In terms of cyber security, a number of studies have been conducted, into the use of colour-based feedback including Ur’s 2012 paper [29] on password meters.

Colour-based feedback, in combination with sound, was also one method of affective feedback successfully implemented in a game called “Brainchild” developed by McDarby et al. [26] which attempts to help users relax.

During the development of the extension, the following colours were chosen for inclusion to denote affect: a shade of red (#CF4250), yellow (#EBA560), and green (#78BF60), producing a traffic-light system.

3.3.3 Avatar-Based Feedback

Avatar-based feedback may be an appropriate form of affective feedback when attempting to educate users. Again the Brainchild tool by McDarby et al. [26] indicated affective feedback can help users alter their internal states. Avatars have been used to good effect in intelligent tutoring systems [27], with Hall et al. [28] agreeing that the use of avatars may prove effective in influencing the emotional state of the end-user, thus forming part of this research.

To allow for delivery of avatar-based affective feedback within the browser-based environment, 2 avatars displaying subtle facial cues were selected from the paper by Sacharin et al. [37]. The paper makes reference to the previously identified 6 basic emotions [38]: happiness, anger, sadness, fear, disgust, and surprise, and also includes a neutral avatar, devoid of any such emotion. The 2 avatars selected for inclusion in this research project were happiness and sadness, to denote positive and negative feedback accordingly.

Research has shown that people are uncertain about emotions displayed in expression sequences in comparison to simple static images [37]. Due to this finding, static images of avatars were implemented into the Spengler-Zuul extension.

3.3.4 Combining Feedback

Within the affective feedback solution, there is also a system of flags in place, which is designed to provide an overall level of feedback, depending on users’ actions.

One example of this would involve the password feedback. There are multiple areas of password feedback which can be shown to the user involving length and commonality. A password may be short (bad) however, it may be a non-dictionary word (good). To prevent the system from providing users with positive feedback when they have failed any of the password security checks, the password flags are checked and provide an override. So whilst users may have an uncommon, yet short password, they are still shown negative affective text, colours and avatars. They will only be shown positive feedback when they meet all levels of the password security criteria. Each bar has its own set of flags which determine the overall colours of the password, general info and malicious links bar.
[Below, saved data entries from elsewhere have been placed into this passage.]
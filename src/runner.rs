//! External-tool invocation: temp file, subprocess, output parsing.

use std::fs;
use std::path::Path;
use std::process::Command;

use regex::Regex;

use crate::probe::ToolProbe;
use crate::profile::LanguageProfile;
use crate::types::{Finding, LintResult};

/// What became of the external-tool attempt.
#[derive(Debug)]
pub enum ToolOutcome {
    /// The tool ran; its verdict is final. An empty vec is a clean exit.
    Ran(Vec<LintResult>),

    /// No command configured, or the binary is not installed. The
    /// fallback analyzer is authoritative.
    Skipped,
}

/// Check `code` with the profile's external command.
///
/// The code is written to a uniquely named temp file carrying the
/// language's canonical extension; the file is removed on every exit
/// path. A nonzero exit is the normal "lint found problems" signal, not
/// a malfunction. Spawn and temp-file failures degrade to a single
/// descriptive finding rather than propagating.
pub fn run_check_tool(code: &str, profile: &LanguageProfile, probe: &ToolProbe) -> ToolOutcome {
    let Some(command) = profile.check_command else {
        return ToolOutcome::Skipped;
    };
    if !probe.is_available(command[0]) {
        tracing::debug!(tool = command[0], "check tool not on PATH, falling back");
        return ToolOutcome::Skipped;
    }

    let temp = match tempfile::Builder::new()
        .prefix("lintfall-")
        .suffix(&format!(".{}", profile.language.extension()))
        .tempfile()
    {
        Ok(temp) => temp,
        Err(e) => {
            return ToolOutcome::Ran(vec![failure_result(format!(
                "Failed to create temp file: {e}"
            ))]);
        }
    };
    if let Err(e) = fs::write(temp.path(), code) {
        return ToolOutcome::Ran(vec![failure_result(format!("Failed to write temp file: {e}"))]);
    }

    let outcome = invoke(command, temp.path(), profile.output_pattern);
    if let Err(e) = temp.close() {
        tracing::warn!("failed to remove temp file: {e}");
    }
    outcome
}

fn invoke(command: &[&str], path: &Path, pattern: &Regex) -> ToolOutcome {
    let output = match Command::new(command[0]).args(&command[1..]).arg(path).output() {
        Ok(output) => output,
        Err(e) => {
            return ToolOutcome::Ran(vec![failure_result(format!(
                "Failed to run {}: {e}",
                command[0]
            ))]);
        }
    };

    if output.status.success() {
        return ToolOutcome::Ran(Vec::new());
    }

    // Syntax checkers report on stderr; stdout is the fallback.
    let stdout = String::from_utf8_lossy(&output.stdout);
    let stderr = String::from_utf8_lossy(&output.stderr);
    let diagnostics = if stderr.trim().is_empty() {
        &stdout
    } else {
        &stderr
    };

    let mut result = parse_diagnostics(diagnostics, pattern);
    if result.success() {
        // Nonzero exit with nothing parseable still has to surface.
        let message = match output.status.code() {
            Some(code) => format!("{} exited with status {code} and no diagnostics", command[0]),
            None => format!("{} was terminated by a signal", command[0]),
        };
        result.add_error(Finding::new(1, 1, message));
    }

    ToolOutcome::Ran(vec![result])
}

/// Match each diagnostic line against the profile's output pattern.
/// Lines the pattern does not recognize are never dropped; they degrade
/// to an opaque error at the file head.
fn parse_diagnostics(diagnostics: &str, pattern: &Regex) -> LintResult {
    let mut result = LintResult::new();
    for line in diagnostics.lines().filter(|l| !l.trim().is_empty()) {
        match pattern.captures(line) {
            Some(caps) => {
                let line_no = caps.get(2).and_then(|m| m.as_str().parse().ok()).unwrap_or(1);
                let column = caps.get(3).and_then(|m| m.as_str().parse().ok()).unwrap_or(1);
                let message = caps.get(4).map(|m| m.as_str()).unwrap_or(line);
                result.add_error(Finding::new(line_no, column, message));
            }
            None => result.add_error(Finding::new(1, 1, line)),
        }
    }
    result
}

fn failure_result(message: String) -> LintResult {
    let mut result = LintResult::new();
    result.add_error(Finding::new(1, 1, message));
    result
}
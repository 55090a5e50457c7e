//! Language profiles: extension mapping, check commands, output patterns.
//!
//! The per-language table is the sole integration point for adding a
//! language. It is read-only at runtime: adding an entry here (extension,
//! check command, output pattern, comment style) is all a new language
//! needs.

use std::path::Path;

use once_cell::sync::Lazy;
use regex::Regex;
use serde::{Deserialize, Serialize};

/// Tool output shaped like `file:line:col: message`
static COLON_FORMAT: Lazy<Regex> =
    Lazy::new(|| Regex::new(r"^(.+):(\d+):(\d+): (.+)$").expect("colon output pattern"));

/// Tool output shaped like `file: line N, col M, message`
static COMPACT_FORMAT: Lazy<Regex> =
    Lazy::new(|| Regex::new(r"^(.+): line (\d+), col (\d+), (.+)$").expect("compact output pattern"));

const PYTHON_CHECK: &[&str] = &["python", "-m", "py_compile"];
const NODE_CHECK: &[&str] = &["node", "--check"];
const TSC_CHECK: &[&str] = &["tsc", "--noEmit"];
const SWIFT_CHECK: &[&str] = &["swift", "-syntax-only"];
const CLANGXX_CHECK: &[&str] = &["clang++", "-fsyntax-only", "-std=c++17"];
const CLANG_CHECK: &[&str] = &["clang", "-fsyntax-only"];
const LUAC_CHECK: &[&str] = &["luac", "-p"];
const LUAU_CHECK: &[&str] = &["luau", "--parse"];

/// Supported languages
#[derive(Debug, Clone, Copy, PartialEq, Eq, Hash, Serialize, Deserialize)]
#[serde(rename_all = "lowercase")]
pub enum Lang {
    Rust,
    Python,
    JavaScript,
    Jsx,
    TypeScript,
    Tsx,
    Swift,
    Cpp,
    C,
    Lua,
    Luau,
    Html,
    Css,
}

impl Lang {
    /// Detect language from a file extension (case-insensitive, no
    /// leading dot). Unknown extensions are not an error: `None` means
    /// "skip linting entirely".
    pub fn from_extension(ext: &str) -> Option<Self> {
        match ext.to_lowercase().as_str() {
            "rs" => Some(Self::Rust),
            "py" | "pyi" => Some(Self::Python),
            "js" | "mjs" | "cjs" => Some(Self::JavaScript),
            "jsx" => Some(Self::Jsx),
            "ts" => Some(Self::TypeScript),
            "tsx" => Some(Self::Tsx),
            "swift" => Some(Self::Swift),
            "cpp" | "cc" | "cxx" => Some(Self::Cpp),
            "c" | "h" => Some(Self::C),
            "lua" => Some(Self::Lua),
            "luau" => Some(Self::Luau),
            "html" | "htm" => Some(Self::Html),
            "css" => Some(Self::Css),
            _ => None,
        }
    }

    /// Detect language from a file path's extension
    pub fn from_path(path: &Path) -> Option<Self> {
        path.extension()
            .and_then(|e| e.to_str())
            .and_then(Self::from_extension)
    }

    /// Canonical extension, used as the temp-file suffix so external
    /// tools that dispatch on suffix behave correctly
    pub fn extension(&self) -> &'static str {
        match self {
            Self::Rust => "rs",
            Self::Python => "py",
            Self::JavaScript => "js",
            Self::Jsx => "jsx",
            Self::TypeScript => "ts",
            Self::Tsx => "tsx",
            Self::Swift => "swift",
            Self::Cpp => "cpp",
            Self::C => "c",
            Self::Lua => "lua",
            Self::Luau => "luau",
            Self::Html => "html",
            Self::Css => "css",
        }
    }

    /// Canonical language name
    pub fn name(&self) -> &'static str {
        match self {
            Self::Rust => "rust",
            Self::Python => "python",
            Self::JavaScript => "javascript",
            Self::Jsx => "jsx",
            Self::TypeScript => "typescript",
            Self::Tsx => "tsx",
            Self::Swift => "swift",
            Self::Cpp => "cpp",
            Self::C => "c",
            Self::Lua => "lua",
            Self::Luau => "luau",
            Self::Html => "html",
            Self::Css => "css",
        }
    }

    /// All supported languages, in registry order
    pub fn all() -> &'static [Lang] {
        &[
            Self::Rust,
            Self::Python,
            Self::JavaScript,
            Self::Jsx,
            Self::TypeScript,
            Self::Tsx,
            Self::Swift,
            Self::Cpp,
            Self::C,
            Self::Lua,
            Self::Luau,
            Self::Html,
            Self::Css,
        ]
    }

    /// The per-language configuration bundle
    pub fn profile(self) -> LanguageProfile {
        let (check_command, output_pattern, comment_style): (
            Option<&'static [&'static str]>,
            &'static Regex,
            CommentStyle,
        ) = match self {
            // Rust has a first-class in-process parser; the fallback
            // analyzer is always authoritative for it.
            Self::Rust => (None, &COLON_FORMAT, CommentStyle::Slash),
            Self::Python => (Some(PYTHON_CHECK), &COLON_FORMAT, CommentStyle::Hash),
            Self::JavaScript | Self::Jsx => (Some(NODE_CHECK), &COMPACT_FORMAT, CommentStyle::Slash),
            Self::TypeScript | Self::Tsx => (Some(TSC_CHECK), &COMPACT_FORMAT, CommentStyle::Slash),
            Self::Swift => (Some(SWIFT_CHECK), &COLON_FORMAT, CommentStyle::Slash),
            Self::Cpp => (Some(CLANGXX_CHECK), &COLON_FORMAT, CommentStyle::Slash),
            Self::C => (Some(CLANG_CHECK), &COLON_FORMAT, CommentStyle::Slash),
            Self::Lua => (Some(LUAC_CHECK), &COLON_FORMAT, CommentStyle::Dash),
            Self::Luau => (Some(LUAU_CHECK), &COLON_FORMAT, CommentStyle::Dash),
            Self::Html => (None, &COMPACT_FORMAT, CommentStyle::HtmlBlock),
            Self::Css => (None, &COLON_FORMAT, CommentStyle::Block),
        };

        LanguageProfile {
            language: self,
            check_command,
            output_pattern,
            comment_style,
        }
    }
}

/// Comment style used when stripping comments for heuristic analysis
#[derive(Debug, Clone, Copy, PartialEq, Eq)]
pub enum CommentStyle {
    /// `#`
    Hash,
    /// `//`
    Slash,
    /// `--`
    Dash,
    /// `/* ... */`
    Block,
    /// `<!-- ... -->`
    HtmlBlock,
}

impl CommentStyle {
    /// The line-comment marker, if this style has one. Block styles are
    /// never stripped from a single line.
    pub fn line_marker(&self) -> Option<&'static str> {
        match self {
            Self::Hash => Some("#"),
            Self::Slash => Some("//"),
            Self::Dash => Some("--"),
            Self::Block | Self::HtmlBlock => None,
        }
    }
}

/// Per-language configuration: how to check a language and how to read
/// the check tool's output.
#[derive(Debug, Clone, Copy)]
pub struct LanguageProfile {
    pub language: Lang,

    /// External check command argv. `None` means no external tool is
    /// configured and the fallback analyzer is always used.
    pub check_command: Option<&'static [&'static str]>,

    /// Extracts (file, line, column, message) from one line of tool output
    pub output_pattern: &'static Regex,

    pub comment_style: CommentStyle,
}

/// Registry lookup: the profile for a file extension, or `None` when the
/// extension is unsupported.
pub fn profile_for(extension: &str) -> Option<LanguageProfile> {
    Lang::from_extension(extension).map(Lang::profile)
}

#[cfg(test)]
mod tests {
    use super::*;

    #[test]
    fn extension_lookup_is_case_insensitive() {
        assert_eq!(Lang::from_extension("PY"), Some(Lang::Python));
        assert_eq!(Lang::from_extension("Lua"), Some(Lang::Lua));
        assert_eq!(Lang::from_extension("tsx"), Some(Lang::Tsx));
    }

    #[test]
    fn unknown_extensions_are_absent() {
        assert_eq!(Lang::from_extension("zig"), None);
        assert!(profile_for("xyz").is_none());
    }

    #[test]
    fn aliases_resolve_to_canonical_language() {
        assert_eq!(Lang::from_extension("mjs"), Some(Lang::JavaScript));
        assert_eq!(Lang::from_extension("cc"), Some(Lang::Cpp));
        assert_eq!(Lang::from_extension("h"), Some(Lang::C));
        assert_eq!(Lang::from_extension("htm"), Some(Lang::Html));
    }

    #[test]
    fn from_path_uses_the_extension() {
        assert_eq!(Lang::from_path(Path::new("src/mod.LUA")), Some(Lang::Lua));
        assert_eq!(Lang::from_path(Path::new("Makefile")), None);
    }

    #[test]
    fn rust_has_no_external_command() {
        assert!(Lang::Rust.profile().check_command.is_none());
    }

    #[test]
    fn colon_pattern_extracts_positions() {
        let profile = Lang::Python.profile();
        let caps = profile
            .output_pattern
            .captures("/tmp/x.py:12:5: invalid syntax")
            .unwrap();
        assert_eq!(&caps[2], "12");
        assert_eq!(&caps[3], "5");
        assert_eq!(&caps[4], "invalid syntax");
    }

    #[test]
    fn compact_pattern_extracts_positions() {
        let profile = Lang::JavaScript.profile();
        let caps = profile
            .output_pattern
            .captures("/tmp/x.js: line 3, col 14, Unexpected token")
            .unwrap();
        assert_eq!(&caps[2], "3");
        assert_eq!(&caps[3], "14");
        assert_eq!(&caps[4], "Unexpected token");
    }

    #[test]
    fn block_styles_have_no_line_marker() {
        assert_eq!(Lang::Css.profile().comment_style.line_marker(), None);
        assert_eq!(Lang::Html.profile().comment_style.line_marker(), None);
        assert_eq!(Lang::Lua.profile().comment_style.line_marker(), Some("--"));
    }
}
//! Core types for lint results.
//!
//! - `Finding` - one reported issue (position + message)
//! - `Fingerprint` - the identity used to compare findings across file versions
//! - `LintResult` - findings accumulated by one lint pass
//! - `LintReport` - serializable aggregate over a whole lint call

use serde::{Deserialize, Serialize};

/// One reported issue: a position and a message.
#[derive(Debug, Clone, PartialEq, Eq, Serialize, Deserialize)]
pub struct Finding {
    /// Line number (1-based)
    pub line: usize,

    /// Column number (1-based)
    pub column: usize,

    /// Human-readable message
    pub message: String,

    /// File the finding belongs to, when one is known
    pub file_path: Option<String>,
}

impl Finding {
    pub fn new(line: usize, column: usize, message: impl Into<String>) -> Self {
        Self {
            line,
            column,
            message: message.into(),
            file_path: None,
        }
    }

    /// Identity for deduplication and diffing. The file path is excluded
    /// so the same error compares equal across two files with different
    /// names.
    pub fn fingerprint(&self) -> Fingerprint {
        Fingerprint {
            line: self.line,
            column: self.column,
            message: self.message.clone(),
        }
    }
}

/// The (line, column, message) tuple identifying a finding.
#[derive(Debug, Clone, PartialEq, Eq, Hash)]
pub struct Fingerprint {
    pub line: usize,
    pub column: usize,
    pub message: String,
}

/// Findings from one lint pass.
///
/// Success is derived, not stored: a result with no errors is successful
/// by construction, so `success == errors.is_empty()` cannot be violated.
/// The first-error accessors mirror `errors.first()` the same way.
#[derive(Debug, Clone, Default, PartialEq, Serialize, Deserialize)]
pub struct LintResult {
    pub errors: Vec<Finding>,
    pub warnings: Vec<Finding>,
}

impl LintResult {
    pub fn new() -> Self {
        Self::default()
    }

    /// Whether the pass found no errors
    pub fn success(&self) -> bool {
        self.errors.is_empty()
    }

    pub fn add_error(&mut self, finding: Finding) {
        self.errors.push(finding);
    }

    pub fn add_warning(&mut self, finding: Finding) {
        self.warnings.push(finding);
    }

    /// The first error found, mirrored by the accessors below
    pub fn first_error(&self) -> Option<&Finding> {
        self.errors.first()
    }

    pub fn line(&self) -> Option<usize> {
        self.first_error().map(|f| f.line)
    }

    pub fn column(&self) -> Option<usize> {
        self.first_error().map(|f| f.column)
    }

    pub fn message(&self) -> Option<&str> {
        self.first_error().map(|f| f.message.as_str())
    }

    pub fn file_path(&self) -> Option<&str> {
        self.first_error().and_then(|f| f.file_path.as_deref())
    }

    /// Stamp every finding with the linted file's path, overwriting any
    /// value recorded during analysis.
    pub fn set_file_path(&mut self, path: &str) {
        for finding in self.errors.iter_mut().chain(self.warnings.iter_mut()) {
            finding.file_path = Some(path.to_string());
        }
    }
}

/// Serializable aggregate over a whole lint call, for report output.
#[derive(Debug, Clone, Serialize)]
pub struct LintReport {
    /// Overall success (no errors in any result)
    pub success: bool,

    /// Total error count across all results
    pub error_count: usize,

    /// Total warning count across all results
    pub warning_count: usize,

    /// The per-pass results, in the order they were produced
    pub results: Vec<LintResult>,
}

impl LintReport {
    pub fn from_results(results: Vec<LintResult>) -> Self {
        let error_count = results.iter().map(|r| r.errors.len()).sum();
        let warning_count = results.iter().map(|r| r.warnings.len()).sum();
        Self {
            success: error_count == 0,
            error_count,
            warning_count,
            results,
        }
    }
}
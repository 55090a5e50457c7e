//! Error types and exit codes for lintfall.

use std::process::ExitCode;

use thiserror::Error;

/// CLI-level faults.
///
/// Lint calls themselves never fail: unreadable files and broken tools
/// degrade to findings inside the result set, so the worst case of any
/// lint is an empty or conservative result, never a propagated error.
#[derive(Error, Debug)]
pub enum LintfallError {
    #[error("Unknown language: {name}")]
    UnknownLanguage { name: String },

    #[error("Failed to encode report: {0}")]
    Encode(#[from] serde_json::Error),

    #[error("IO error: {0}")]
    Io(#[from] std::io::Error),
}

impl LintfallError {
    /// Exit codes, `main`-facing:
    /// - 0: success (no findings)
    /// - 1: findings reported
    /// - 2: unknown language name
    /// - 3: report encoding / IO fault
    pub fn exit_code(&self) -> ExitCode {
        match self {
            Self::UnknownLanguage { .. } => ExitCode::from(2),
            Self::Encode(_) => ExitCode::from(3),
            Self::Io(_) => ExitCode::from(3),
        }
    }
}

/// Result type alias for lintfall operations
pub type Result<T> = std::result::Result<T, LintfallError>;
use std::env;
use std::path::PathBuf;
use std::time::Duration;

/// Hard ceiling for uploaded license documents (5 MiB)
pub const MAX_LICENSE_SIZE: usize = 5 * 1024 * 1024;

/// Configuration for the license intake pipeline
#[derive(Debug, Clone)]
pub struct IntakeConfig {
    /// Maximum upload size in bytes (default: 5 MiB)
    pub max_file_size: usize,

    /// Flat directory holding staged artifacts (default: "uploads/licenses")
    pub staging_dir: PathBuf,

    /// Multipart field carrying the document (default: "license")
    pub upload_field: String,

    /// Poppler renderer binary (default: "pdftocairo")
    pub pdftocairo_cmd: String,

    /// Resolution used when rasterizing the first page (default: 300)
    pub render_dpi: u32,

    /// Tesseract binary (default: "tesseract")
    pub tesseract_cmd: String,

    /// Tesseract language pack (default: "eng")
    pub ocr_language: String,

    /// Upper bound for a single page render (default: 60s)
    pub render_timeout_secs: u64,

    /// Upper bound for a single OCR call (default: 120s)
    pub ocr_timeout_secs: u64,

    /// Age after which orphaned source documents are swept, 0 disables (default: 24)
    pub staging_cleanup_age_hours: u64,

    /// Allowed CORS Origins (comma separated)
    pub allowed_origins: Vec<String>,
}

impl Default for IntakeConfig {
    fn default() -> Self {
        Self {
            max_file_size: MAX_LICENSE_SIZE,
            staging_dir: PathBuf::from("uploads/licenses"),
            upload_field: "license".to_string(),
            pdftocairo_cmd: "pdftocairo".to_string(),
            render_dpi: 300,
            tesseract_cmd: "tesseract".to_string(),
            ocr_language: "eng".to_string(),
            render_timeout_secs: 60,
            ocr_timeout_secs: 120,
            staging_cleanup_age_hours: 24,
            allowed_origins: vec![
                "http://localhost:3000".to_string(),
                "http://localhost:5173".to_string(), // Vite default
                "http://127.0.0.1:3000".to_string(),
            ],
        }
    }
}

impl IntakeConfig {
    /// Load configuration from environment variables
    pub fn from_env() -> Self {
        let default = Self::default();

        Self {
            max_file_size: env::var("MAX_FILE_SIZE")
                .ok()
                .and_then(|v| v.parse().ok())
                .unwrap_or(default.max_file_size),

            staging_dir: env::var("STAGING_DIR")
                .map(PathBuf::from)
                .unwrap_or(default.staging_dir),

            upload_field: env::var("UPLOAD_FIELD").unwrap_or(default.upload_field),

            pdftocairo_cmd: env::var("PDFTOCAIRO_CMD").unwrap_or(default.pdftocairo_cmd),

            render_dpi: env::var("RENDER_DPI")
                .ok()
                .and_then(|v| v.parse().ok())
                .unwrap_or(default.render_dpi),

            tesseract_cmd: env::var("TESSERACT_CMD").unwrap_or(default.tesseract_cmd),

            ocr_language: env::var("OCR_LANGUAGE").unwrap_or(default.ocr_language),

            render_timeout_secs: env::var("RENDER_TIMEOUT_SECS")
                .ok()
                .and_then(|v| v.parse().ok())
                .unwrap_or(default.render_timeout_secs),

            ocr_timeout_secs: env::var("OCR_TIMEOUT_SECS")
                .ok()
                .and_then(|v| v.parse().ok())
                .unwrap_or(default.ocr_timeout_secs),

            staging_cleanup_age_hours: env::var("STAGING_CLEANUP_AGE_HOURS")
                .ok()
                .and_then(|v| v.parse().ok())
                .unwrap_or(default.staging_cleanup_age_hours),

            allowed_origins: env::var("ALLOWED_ORIGINS")
                .ok()
                .map(|v| parse_origins(&v))
                .unwrap_or(default.allowed_origins),
        }
    }

    /// Create config for development (local staging dir, generous engine timeouts)
    pub fn development() -> Self {
        Self {
            staging_dir: PathBuf::from("target/dev-staging"),
            render_timeout_secs: 300,
            ocr_timeout_secs: 300,
            staging_cleanup_age_hours: 1,
            ..Self::default()
        }
    }

    /// Create config for production (fixed size ceiling, env-driven paths)
    pub fn production() -> Self {
        Self::from_env().pin_ceiling()
    }

    /// Restores the 5 MiB ceiling regardless of overrides
    pub fn pin_ceiling(self) -> Self {
        Self {
            max_file_size: MAX_LICENSE_SIZE,
            ..self
        }
    }

    pub fn render_timeout(&self) -> Duration {
        Duration::from_secs(self.render_timeout_secs)
    }

    pub fn ocr_timeout(&self) -> Duration {
        Duration::from_secs(self.ocr_timeout_secs)
    }
}

fn parse_origins(raw: &str) -> Vec<String> {
    raw.split(',')
        .map(|s| s.trim().to_string())
        .filter(|s| !s.is_empty())
        .collect()
}

#[cfg(test)]
mod tests {
    use super::*;

    #[test]
    fn test_default_config() {
        let config = IntakeConfig::default();
        assert_eq!(config.max_file_size, 5 * 1024 * 1024);
        assert_eq!(config.upload_field, "license");
        assert_eq!(config.render_timeout(), Duration::from_secs(60));
        assert_eq!(config.ocr_timeout(), Duration::from_secs(120));
    }

    #[test]
    fn test_development_config() {
        let config = IntakeConfig::development();
        assert_eq!(config.max_file_size, MAX_LICENSE_SIZE);
        assert_eq!(config.staging_dir, PathBuf::from("target/dev-staging"));
        assert_eq!(config.ocr_timeout_secs, 300);
    }

    #[test]
    fn test_production_config_pins_ceiling() {
        let overridden = IntakeConfig {
            max_file_size: 999_999_999,
            ocr_language: "deu".to_string(),
            ..IntakeConfig::default()
        };
        let config = overridden.pin_ceiling();
        assert_eq!(config.max_file_size, MAX_LICENSE_SIZE);
        assert_eq!(config.ocr_language, "deu");
    }

    #[test]
    fn test_origins_parsing() {
        assert_eq!(
            parse_origins(" https://a.example , https://b.example,"),
            vec!["https://a.example", "https://b.example"]
        );
        let default_config = IntakeConfig::default();
        assert!(!default_config.allowed_origins.contains(&"*".to_string()));
    }
}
3.3.5 Spengler-Zuul Extension Developed

A number of versions of the final tool, named the Spengler-Zuul extension were developed, allowing the impact of different combinations of affective feedback to be tested against a control environment. 5 versions of the tool were created:

  • Spengler-Zuul (none)- monitors users but showed no on-screen feedback.

  • Spengler-Zuul (text)- monitors users and displays text-based affective feedback.

  • Spengler-Zuul (text and avatar)- monitors users and displays text-based affective feedback, alongside an avatar situated in the bottom right of the screen.

  • Spengler-Zuul (text and colour)- monitors users and displays text-based affective feedback, with a colour coded traffic light system background.

  • Spengler-Zuul (text and colour and avatar)- monitors users and displays text- based affective feedback, with a colour coded traffic light system background. Additionally, an avatar is situated in the bottom right of the screen (see Fig. 2).

    Fig. 2.
    figure 2

    Affective feedback displayed in the browser via the Spengler-Zuul extension

3.4 Experiments

Participants were initially given a briefing handout, outlining the experimental process. Participants were drawn from Abertay University, and many had a computing background. No reference was made to the type of feedback which would be provided. The fact that risky security behaviours and awareness were also being measured was omitted from the information for participants, in order to avoid bias.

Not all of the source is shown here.